▶ _EXERCISE DATA_
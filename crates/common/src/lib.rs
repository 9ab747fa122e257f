//! Common utilities and types shared across Huddle components.

#![warn(clippy::pedantic)]

/// Module for common error types
pub mod error;

/// Module for common data types
pub mod types;

/// Module for common configuration
pub mod config;

/// Module for secret types that prevent accidental logging
pub mod secret;

/// Module for the async-aware FIFO queue
pub mod queue;
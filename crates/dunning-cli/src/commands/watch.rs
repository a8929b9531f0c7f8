//! `dunning watch` - the supervision loop.
//!
//! Checks every tracked agent's heartbeat once per interval,
//! restarting or escalating stale ones, and runs the debounced
//! consistency check every second tick (a finding must survive two
//! passes before it is reported, so back-to-back passes would defeat
//! the debounce). Runs until SIGINT or SIGTERM.
//!
//! # Exit Codes
//!
//! - 0: Interrupted cleanly
//! - 1: Invalid interval or a check failure

use std::path::Path;
use std::time::Duration;

use anyhow::{Context as _, bail};
use clap::Args;
use dunning_core::context::CollectionsContext;
use dunning_core::health::AgentState;
use tokio::signal::unix::{SignalKind, signal};
use tracing::{info, warn};

use super::exit_codes;

/// Watch command arguments.
#[derive(Debug, Args)]
pub struct WatchArgs {
    /// Time between heartbeat checks, e.g. `30s` or `5m`.
    #[arg(long, default_value = "30s")]
    pub interval: String,
}

pub fn run(config_path: &Path, args: &WatchArgs) -> u8 {
    match run_inner(config_path, args) {
        Ok(()) => exit_codes::SUCCESS,
        Err(e) => {
            eprintln!("error: {e:#}");
            exit_codes::ERROR
        },
    }
}

fn run_inner(config_path: &Path, args: &WatchArgs) -> anyhow::Result<()> {
    let period = humantime::parse_duration(&args.interval)
        .with_context(|| format!("parsing --interval {:?}", args.interval))?;
    if period.is_zero() {
        bail!("--interval must be positive");
    }

    let mut ctx = super::load_context(config_path)?;
    let runtime = tokio::runtime::Builder::new_current_thread()
        .enable_all()
        .build()
        .context("building tokio runtime")?;
    runtime.block_on(supervise(&mut ctx, period))
}

async fn supervise(ctx: &mut CollectionsContext, period: Duration) -> anyhow::Result<()> {
    let mut sigterm = signal(SignalKind::terminate()).context("installing SIGTERM handler")?;
    let ctrl_c = tokio::signal::ctrl_c();
    tokio::pin!(ctrl_c);

    let mut ticker = tokio::time::interval(period);
    ticker.set_missed_tick_behavior(tokio::time::MissedTickBehavior::Delay);

    info!(
        period = %humantime::format_duration(period),
        "supervision loop started"
    );
    let mut cycle: u64 = 0;
    loop {
        tokio::select! {
            _ = ticker.tick() => {
                cycle += 1;
                let agents = ctx.check_heartbeats()?;
                let unhealthy = agents
                    .iter()
                    .filter(|a| a.state != AgentState::Healthy)
                    .count();
                if unhealthy > 0 {
                    warn!(unhealthy, cycle, "agents not healthy");
                }
                if cycle % 2 == 0 {
                    let report = ctx.check_consistency()?;
                    if !report.consistent {
                        warn!(
                            discrepancies = report.discrepancies.len(),
                            cycle,
                            "consistency findings confirmed"
                        );
                    }
                }
            }
            _ = &mut ctrl_c => {
                info!("received ctrl-c, stopping");
                break;
            }
            _ = sigterm.recv() => {
                info!("received SIGTERM, stopping");
                break;
            }
        }
    }
    Ok(())
}

#[cfg(test)]
mod tests {
    use tempfile::TempDir;

    use super::*;
    use crate::commands::test_support::write_config;

    #[test]
    fn test_zero_interval_rejected() {
        let dir = TempDir::new().expect("tempdir");
        let config = write_config(&dir);
        let args = WatchArgs {
            interval: "0s".to_string(),
        };
        assert_eq!(run(&config, &args), exit_codes::ERROR);
    }

    #[test]
    fn test_unparseable_interval_rejected() {
        let dir = TempDir::new().expect("tempdir");
        let config = write_config(&dir);
        let args = WatchArgs {
            interval: "soon".to_string(),
        };
        assert_eq!(run(&config, &args), exit_codes::ERROR);
    }
}
//! State and supervision core for the invoice-collections worker suite.
//!
//! A set of cooperating worker processes (an emailer, a payment watcher,
//! a supervisor) share on-disk state with no central lock manager. This
//! crate owns the pieces that keep that state trustworthy:
//!
//! - [`store`] — crash-safe, checksummed persistence of one invoice
//!   record per (client, invoice id), with an immutable archive.
//! - [`audit`] — append-only event log of every state mutation.
//! - [`ledger`] — human-auditable aggregate of records by status,
//!   independently reconciled against the store.
//! - [`routing`] — confidence-weighted disposition of parsed invoices
//!   into automatic, review, or manual handling.
//! - [`health`] — heartbeat-driven liveness supervision with restart
//!   delegation and operator escalation.
//! - [`consistency`] — periodic store/ledger/queue cross-checks.
//! - [`queue`] — the at-least-once file-backed channels the workers
//!   share.
//! - [`snapshot`] — a read-only aggregate view for the dashboard.
//! - [`config`] / [`context`] — process-scoped configuration and
//!   component wiring; nothing in this crate touches ambient globals.
//!
//! Correctness rests on two primitives: atomic replace for single-record
//! writes (readers observe a complete old or complete new value) and
//! append-only writes for logs and queues. Compound operations such as
//! marking an invoice paid are not atomic as a whole; they are idempotent
//! and safely retryable from any interruption point instead.

pub mod audit;
pub mod config;
pub mod consistency;
pub mod context;
pub mod health;
pub mod ledger;
pub mod money;
pub mod queue;
pub mod record;
pub mod routing;
pub mod snapshot;
pub mod store;

pub use config::{CollectionsConfig, ConfigError};
pub use consistency::{ConsistencyChecker, ReconciliationReport};
pub use context::{CollectionsContext, ContextError};
pub use health::{AgentHealth, AgentState, HeartbeatMonitor};
pub use ledger::{Ledger, LedgerEntry, LedgerSection};
pub use record::{InvoiceRecord, InvoiceStatus, PaymentInfo};
pub use routing::{ConfidenceRouter, Disposition, ParsedInvoice};
pub use snapshot::SystemSnapshot;
pub use store::{StateStore, StoreError};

▶ _WORK TO BE COMPLETED_
Give the data back in full, matching it character for character.

▶ _OUTPUT OF THE EXERCISE_
filename crates/common/src/lib.rs
repository 9ab747fa122e257f
//! Common utilities and types shared across Huddle components.

#![warn(clippy::pedantic)]

/// Module for common error types
pub mod error;

/// Module for common data types
pub mod types;

/// Module for common configuration
pub mod config;

/// Module for secret types that prevent accidental logging
pub mod secret;

/// Module for the async-aware FIFO queue
pub mod queue;
filename crates/dunning-cli/src/commands/watch.rs
repository a8929b9531f0c7f8
//! `dunning watch` - the supervision loop.
//!
//! Checks every tracked agent's heartbeat once per interval,
//! restarting or escalating stale ones, and runs the debounced
//! consistency check every second tick (a finding must survive two
//! passes before it is reported, so back-to-back passes would defeat
//! the debounce). Runs until SIGINT or SIGTERM.
//!
//! # Exit Codes
//!
//! - 0: Interrupted cleanly
//! - 1: Invalid interval or a check failure

use std::path::Path;
use std::time::Duration;

use anyhow::{Context as _, bail};
use clap::Args;
use dunning_core::context::CollectionsContext;
use dunning_core::health::AgentState;
use tokio::signal::unix::{SignalKind, signal};
use tracing::{info, warn};

use super::exit_codes;

/// Watch command arguments.
#[derive(Debug, Args)]
pub struct WatchArgs {
    /// Time between heartbeat checks, e.g. `30s` or `5m`.
    #[arg(long, default_value = "30s")]
    pub interval: String,
}

pub fn run(config_path: &Path, args: &WatchArgs) -> u8 {
    match run_inner(config_path, args) {
        Ok(()) => exit_codes::SUCCESS,
        Err(e) => {
            eprintln!("error: {e:#}");
            exit_codes::ERROR
        },
    }
}

fn run_inner(config_path: &Path, args: &WatchArgs) -> anyhow::Result<()> {
    let period = humantime::parse_duration(&args.interval)
        .with_context(|| format!("parsing --interval {:?}", args.interval))?;
    if period.is_zero() {
        bail!("--interval must be positive");
    }

    let mut ctx = super::load_context(config_path)?;
    let runtime = tokio::runtime::Builder::new_current_thread()
        .enable_all()
        .build()
        .context("building tokio runtime")?;
    runtime.block_on(supervise(&mut ctx, period))
}

async fn supervise(ctx: &mut CollectionsContext, period: Duration) -> anyhow::Result<()> {
    let mut sigterm = signal(SignalKind::terminate()).context("installing SIGTERM handler")?;
    let ctrl_c = tokio::signal::ctrl_c();
    tokio::pin!(ctrl_c);

    let mut ticker = tokio::time::interval(period);
    ticker.set_missed_tick_behavior(tokio::time::MissedTickBehavior::Delay);

    info!(
        period = %humantime::format_duration(period),
        "supervision loop started"
    );
    let mut cycle: u64 = 0;
    loop {
        tokio::select! {
            _ = ticker.tick() => {
                cycle += 1;
                let agents = ctx.check_heartbeats()?;
                let unhealthy = agents
                    .iter()
                    .filter(|a| a.state != AgentState::Healthy)
                    .count();
                if unhealthy > 0 {
                    warn!(unhealthy, cycle, "agents not healthy");
                }
                if cycle % 2 == 0 {
                    let report = ctx.check_consistency()?;
                    if !report.consistent {
                        warn!(
                            discrepancies = report.discrepancies.len(),
                            cycle,
                            "consistency findings confirmed"
                        );
                    }
                }
            }
            _ = &mut ctrl_c => {
                info!("received ctrl-c, stopping");
                break;
            }
            _ = sigterm.recv() => {
                info!("received SIGTERM, stopping");
                break;
            }
        }
    }
    Ok(())
}

#[cfg(test)]
mod tests {
    use tempfile::TempDir;

    use super::*;
    use crate::commands::test_support::write_config;

    #[test]
    fn test_zero_interval_rejected() {
        let dir = TempDir::new().expect("tempdir");
        let config = write_config(&dir);
        let args = WatchArgs {
            interval: "0s".to_string(),
        };
        assert_eq!(run(&config, &args), exit_codes::ERROR);
    }

    #[test]
    fn test_unparseable_interval_rejected() {
        let dir = TempDir::new().expect("tempdir");
        let config = write_config(&dir);
        let args = WatchArgs {
            interval: "soon".to_string(),
        };
        assert_eq!(run(&config, &args), exit_codes::ERROR);
    }
}
//! State and supervision core for the invoice-collections worker suite.
//!
//! A set of cooperating worker processes (an emailer, a payment watcher,
//! a supervisor) share on-disk state with no central lock manager. This
//! crate owns the pieces that keep that state trustworthy:
//!
//! - [`store`] — crash-safe, checksummed persistence of one invoice
//!   record per (client, invoice id), with an immutable archive.
//! - [`audit`] — append-only event log of every state mutation.
//! - [`ledger`] — human-auditable aggregate of records by status,
//!   independently reconciled against the store.
//! - [`routing`] — confidence-weighted disposition of parsed invoices
//!   into automatic, review, or manual handling.
//! - [`health`] — heartbeat-driven liveness supervision with restart
//!   delegation and operator escalation.
//! - [`consistency`] — periodic store/ledger/queue cross-checks.
//! - [`queue`] — the at-least-once file-backed channels the workers
//!   share.
//! - [`snapshot`] — a read-only aggregate view for the dashboard.
//! - [`config`] / [`context`] — process-scoped configuration and
//!   component wiring; nothing in this crate touches ambient globals.
//!
//! Correctness rests on two primitives: atomic replace for single-record
//! writes (readers observe a complete old or complete new value) and
//! append-only writes for logs and queues. Compound operations such as
//! marking an invoice paid are not atomic as a whole; they are idempotent
//! and safely retryable from any interruption point instead.

pub mod audit;
pub mod config;
pub mod consistency;
pub mod context;
pub mod health;
pub mod ledger;
pub mod money;
pub mod queue;
pub mod record;
pub mod routing;
pub mod snapshot;
pub mod store;

pub use config::{CollectionsConfig, ConfigError};
pub use consistency::{ConsistencyChecker, ReconciliationReport};
pub use context::{CollectionsContext, ContextError};
pub use health::{AgentHealth, AgentState, HeartbeatMonitor};
pub use ledger::{Ledger, LedgerEntry, LedgerSection};
pub use record::{InvoiceRecord, InvoiceStatus, PaymentInfo};
pub use routing::{ConfidenceRouter, Disposition, ParsedInvoice};
pub use snapshot::SystemSnapshot;
pub use store::{StateStore, StoreError};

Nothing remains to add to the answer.